Las mamás hacen los disfraces. De las cosas que quedan inalteradas en la evolución de los papás hacia una mayor implicación en la educación y asistencia de los hijos, se encuentra la manufactura casera de disfraces (¿hasta cuándo hay que celebrar el carnaval?). Los papás modernos, modernos de verdad, que casi deberían llamarse “madres honorarias”; cocinan (no los domingos, cocinan cada día), lavan la ropa de los niños, los llevan al cole y las actividades extraescolares, no ponen pegas a ir con ellos al pediatra “solos” y logran entenderse con el especialista. Por supuesto los y las bañan, acuestan y hacen los deberes con los pequeños.
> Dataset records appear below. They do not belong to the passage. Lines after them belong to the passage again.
//! # balance_core - Minigame Variant Economy Model
//!
//! Pure cost/power formulas and the validated data model for the three
//! minigame variant families (Dodge, Snake, Memory Match). No file IO
//! lives here; the `balance_report` crate layers loading and table
//! reporting on top.

pub mod config;
pub mod cost;
pub mod power;
pub mod variant;

pub use config::{EconomyConfig, GameFamily};
pub use cost::clone_cost;
pub use power::clone_multiplier;
pub use variant::{Variant, VariantError};
//! # Core Errors
//!
//! Collaborator failures are converted into one of these kinds where the
//! core calls out. None of them is fatal: each one leaves the last good state
//! in place and turns into an advisory message for the user.
//!
//! "No station offers this fuel" is deliberately absent. It is an ordinary
//! selector outcome (`cheapest` returns `None`) and only unfocuses the map.

use std::fmt;

#[derive(Debug, Clone, PartialEq, Eq)]
pub enum CoreError {
    /// Station data could not be fetched or parsed. The previous snapshot stays.
    FetchFailure { cause: String },
    /// No device position. The configured default position was used instead.
    PermissionDenied { cause: String },
}

impl CoreError {
    pub fn fetch_failure(cause: impl Into<String>) -> Self {
        CoreError::FetchFailure {
            cause: cause.into(),
        }
    }

    pub fn permission_denied(cause: impl Into<String>) -> Self {
        CoreError::PermissionDenied {
            cause: cause.into(),
        }
    }

    /// User-facing advisory text.
    pub fn advisory(&self) -> String {
        match self {
            CoreError::FetchFailure { cause } => {
                format!("Couldn't refresh stations ({cause}). Showing previous results.")
            }
            CoreError::PermissionDenied { cause } => {
                format!("Location unavailable ({cause}). Using default position.")
            }
        }
    }
}

impl fmt::Display for CoreError {
    fn fmt(&self, f: &mut fmt::Formatter<'_>) -> fmt::Result {
        match self {
            CoreError::FetchFailure { cause } => write!(f, "fetch failure: {cause}"),
            CoreError::PermissionDenied { cause } => write!(f, "permission denied: {cause}"),
        }
    }
}

impl std::error::Error for CoreError {}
Y son maravillosos por ello, y las mamás modernas que trabajamos y compartimos la faena educativa y asistencial, los valoramos muy especialmente. ¡Pero no hacen disfraces!. Este pequeño desfase, significa que por lo menos una vez al año (por cada hijo, claro) haya que ir en peregrinación a comprar telas de colorines, realizar plantillas, pegar flores, hojas y animalitos, y coser a mano y a máquina los disfraces, para convertir; por ejemplo en princesas, a las ya princesas cotidianas.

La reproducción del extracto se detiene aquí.